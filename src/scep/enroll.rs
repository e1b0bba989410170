//! A complete enrollment attempt.
//!
//! Generates a key, builds the request and the bootstrap identity, fetches
//! the CA certificate, submits the request and interprets the response. The
//! key and bootstrap identity live only as long as the attempt, or the
//! [`EnrollmentReport`] the caller keeps to poll a pending request.
use std::fmt;

use log::{info, warn};
use openssl::x509::X509;

use crate::commons::crypto::cms::{CmsCodec, OpenSslCms};
use crate::commons::crypto::{
    AltNames, BootstrapIdentity, CertificateSigningRequest, DistinguishedName, ExtraExtension, KeyPair,
};
use crate::commons::error::Error;
use crate::commons::ScepResult;
use crate::config::Config;
use crate::constants::{BOOTSTRAP_VALIDITY_DAYS, MIN_RSA_KEY_BITS};
use crate::scep::client::{CaIdentity, ScepClient};
use crate::scep::correlate::{Correlation, CorrelationWarning, TransactionCorrelator};
use crate::scep::interpret::{EnrollmentResult, ResponseInterpreter};
use crate::scep::msg::{PkiHeader, PkiMessage, ScepMessageCodec, ScepRequest};
use crate::scep::types::{MessageType, TransactionId};

//------------ EnrollmentSettings --------------------------------------------

#[derive(Clone, Debug, Eq, PartialEq)]
pub struct EnrollmentSettings {
    pub key_size: u32,
    pub bootstrap_validity_days: u32,

    /// Refuse responses that are not a CertRep, rather than warn.
    pub strict_message_type: bool,
}

impl Default for EnrollmentSettings {
    fn default() -> Self {
        EnrollmentSettings {
            key_size: MIN_RSA_KEY_BITS,
            bootstrap_validity_days: BOOTSTRAP_VALIDITY_DAYS,
            strict_message_type: false,
        }
    }
}

impl From<&Config> for EnrollmentSettings {
    fn from(config: &Config) -> Self {
        EnrollmentSettings {
            key_size: config.key_size,
            bootstrap_validity_days: config.bootstrap_validity_days,
            strict_message_type: config.strict_message_type,
        }
    }
}

//------------ EnrollmentRequest ---------------------------------------------

/// What to ask the CA for.
#[derive(Clone, Debug, Eq, PartialEq)]
pub struct EnrollmentRequest {
    subject: DistinguishedName,
    alt_names: AltNames,
    extensions: Vec<ExtraExtension>,
    renewal: bool,
}

impl EnrollmentRequest {
    pub fn new(subject: DistinguishedName) -> Self {
        EnrollmentRequest {
            subject,
            alt_names: AltNames::default(),
            extensions: vec![],
            renewal: false,
        }
    }

    pub fn with_alt_names(mut self, alt_names: AltNames) -> Self {
        self.alt_names = alt_names;
        self
    }

    pub fn with_extension(mut self, extension: ExtraExtension) -> Self {
        self.extensions.push(extension);
        self
    }

    /// Send a RenewalReq rather than a PKCSReq.
    pub fn renewal(mut self, renewal: bool) -> Self {
        self.renewal = renewal;
        self
    }

    pub fn subject(&self) -> &DistinguishedName {
        &self.subject
    }

    pub fn alt_names(&self) -> &AltNames {
        &self.alt_names
    }
}

//------------ EnrollmentWarning ---------------------------------------------

/// Something odd about a response that did not stop us from using it.
#[derive(Clone, Debug, Eq, PartialEq)]
pub enum EnrollmentWarning {
    Correlation(CorrelationWarning),
    UnexpectedMessageType(MessageType),

    /// None of the CA certificates or the certificates in the response
    /// produced the response's signature.
    UnverifiedSignature,

    /// The certificates embedded in the response could not be parsed, so
    /// only the CA chain was tried for the signature.
    UnreadableCertificates(String),

    /// The certificate in a SUCCESS response is not for our key.
    CertificateKeyMismatch,
}

impl fmt::Display for EnrollmentWarning {
    fn fmt(&self, f: &mut fmt::Formatter) -> fmt::Result {
        match self {
            EnrollmentWarning::Correlation(warning) => write!(f, "{}", warning),
            EnrollmentWarning::UnexpectedMessageType(message_type) => {
                write!(f, "expected a CertRep response, got {}", message_type)
            }
            EnrollmentWarning::UnverifiedSignature => {
                write!(f, "the response signature could not be verified with any known certificate")
            }
            EnrollmentWarning::UnreadableCertificates(e) => {
                write!(f, "the certificates in the response cannot be read: {}", e)
            }
            EnrollmentWarning::CertificateKeyMismatch => {
                write!(f, "the issued certificate does not match the requested key")
            }
        }
    }
}

//------------ EnrollmentReport ----------------------------------------------

/// The outcome of an attempt, with what the caller needs to act on it.
#[derive(Clone, Debug)]
pub struct EnrollmentReport {
    transaction_id: TransactionId,
    result: EnrollmentResult,
    response: PkiHeader,
    warnings: Vec<EnrollmentWarning>,
    identity: BootstrapIdentity,
    ca: CaIdentity,
}

impl EnrollmentReport {
    pub fn transaction_id(&self) -> &TransactionId {
        &self.transaction_id
    }

    pub fn result(&self) -> &EnrollmentResult {
        &self.result
    }

    pub fn into_result(self) -> EnrollmentResult {
        self.result
    }

    /// The SCEP attributes of the response, for diagnostics.
    pub fn response(&self) -> &PkiHeader {
        &self.response
    }

    pub fn warnings(&self) -> &[EnrollmentWarning] {
        &self.warnings
    }

    pub fn ca(&self) -> &CaIdentity {
        &self.ca
    }

    /// The key of the attempt. The issued certificate is for this key.
    pub fn key(&self) -> &KeyPair {
        self.identity.key()
    }
}

//------------ Enrollment ----------------------------------------------------

/// Runs enrollment attempts against one CA.
pub struct Enrollment<C = OpenSslCms> {
    client: ScepClient,
    codec: ScepMessageCodec<C>,
    correlator: TransactionCorrelator,
    settings: EnrollmentSettings,
}

impl Enrollment<OpenSslCms> {
    pub fn new(client: ScepClient, settings: EnrollmentSettings) -> Self {
        Self::with_codec(client, ScepMessageCodec::default(), settings)
    }

    pub fn from_config(config: &Config) -> ScepResult<Self> {
        let client = ScepClient::from_config(config)?;
        let codec = ScepMessageCodec::new(OpenSslCms::new(config.envelope_cipher));
        Ok(Self::with_codec(client, codec, EnrollmentSettings::from(config)))
    }
}

impl<C: CmsCodec> Enrollment<C> {
    pub fn with_codec(client: ScepClient, codec: ScepMessageCodec<C>, settings: EnrollmentSettings) -> Self {
        Enrollment {
            client,
            codec,
            correlator: TransactionCorrelator::new(),
            settings,
        }
    }

    pub fn with_correlator(mut self, correlator: TransactionCorrelator) -> Self {
        self.correlator = correlator;
        self
    }

    /// Runs a complete attempt with a fresh key.
    pub async fn enroll(&mut self, request: &EnrollmentRequest) -> ScepResult<EnrollmentReport> {
        let key = KeyPair::generate_with_size(self.settings.key_size)?;
        self.enroll_with(request, key).await
    }

    /// Runs a complete attempt for the given key.
    pub async fn enroll_with(&mut self, request: &EnrollmentRequest, key: KeyPair) -> ScepResult<EnrollmentReport> {
        let csr = CertificateSigningRequest::build(&request.subject, &request.alt_names, &request.extensions, &key)?;
        let identity = BootstrapIdentity::build(&csr, key, self.settings.bootstrap_validity_days)?;
        let ca = self.client.get_ca_certificate().await?;

        let scep_request = if request.renewal {
            ScepRequest::RenewalReq(&csr)
        } else {
            ScepRequest::PkcsReq(&csr)
        };

        let correlation = self.correlator.new_attempt();
        info!(
            "Requesting certificate for {} in transaction {}",
            request.subject,
            correlation.transaction_id()
        );

        self.exchange(&scep_request, identity, ca, correlation).await
    }

    /// Asks once more about a pending request, with a CertPoll in the same
    /// transaction.
    pub async fn poll(&mut self, pending: &EnrollmentReport) -> ScepResult<EnrollmentReport> {
        let correlation = self.correlator.resume(pending.transaction_id.clone());
        info!("Polling for transaction {}", correlation.transaction_id());

        self.exchange(
            &ScepRequest::CertPoll,
            pending.identity.clone(),
            pending.ca.clone(),
            correlation,
        )
        .await
    }

    async fn exchange(
        &self,
        request: &ScepRequest<'_>,
        identity: BootstrapIdentity,
        ca: CaIdentity,
        correlation: Correlation,
    ) -> ScepResult<EnrollmentReport> {
        let message = self
            .codec
            .build_request(request, &identity, ca.certificate(), &correlation)?;
        let raw = self.client.submit(&message).await?;
        let response = self.codec.parse_response(raw)?;

        let mut warnings = vec![];

        if let Err(mismatches) = correlation.verify(response.header()) {
            warnings.extend(mismatches.into_iter().map(EnrollmentWarning::Correlation));
        }

        let message_type = response.header().message_type();
        if message_type != MessageType::CertRep {
            if self.settings.strict_message_type {
                return Err(Error::UnexpectedMessageType(message_type));
            }
            warnings.push(EnrollmentWarning::UnexpectedMessageType(message_type));
        }

        warnings.extend(signer_warnings(&response, ca.chain()));

        let result = ResponseInterpreter::new(&self.codec, &identity).interpret(&response)?;
        if let EnrollmentResult::Issued(issued) = &result {
            if !issued.matches_key() {
                warnings.push(EnrollmentWarning::CertificateKeyMismatch);
            }
        }

        for warning in &warnings {
            warn!("Transaction {}: {}", correlation.transaction_id(), warning);
        }
        info!("Transaction {}: {}", correlation.transaction_id(), result);

        Ok(EnrollmentReport {
            transaction_id: correlation.transaction_id().clone(),
            result,
            response: response.header().clone(),
            warnings,
            identity,
            ca,
        })
    }
}

/// Looks for the signer of a response in the CA chain, then in the
/// certificates the response carries.
fn signer_warnings(response: &PkiMessage, chain: &[X509]) -> Vec<EnrollmentWarning> {
    let mut warnings = vec![];

    let embedded = match response.certificates() {
        Ok(certificates) => certificates,
        Err(e) => {
            warnings.push(EnrollmentWarning::UnreadableCertificates(e.to_string()));
            vec![]
        }
    };

    if response.find_signer(chain.iter().chain(embedded.iter())).is_none() {
        warnings.push(EnrollmentWarning::UnverifiedSignature);
    }
    warnings
}

//------------ Tests ---------------------------------------------------------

- - -

Task requirements
The lines to show are those in the data above that include "could".

Task output
    /// The certificates embedded in the response could not be parsed, so
                write!(f, "the response signature could not be verified with any known certificate")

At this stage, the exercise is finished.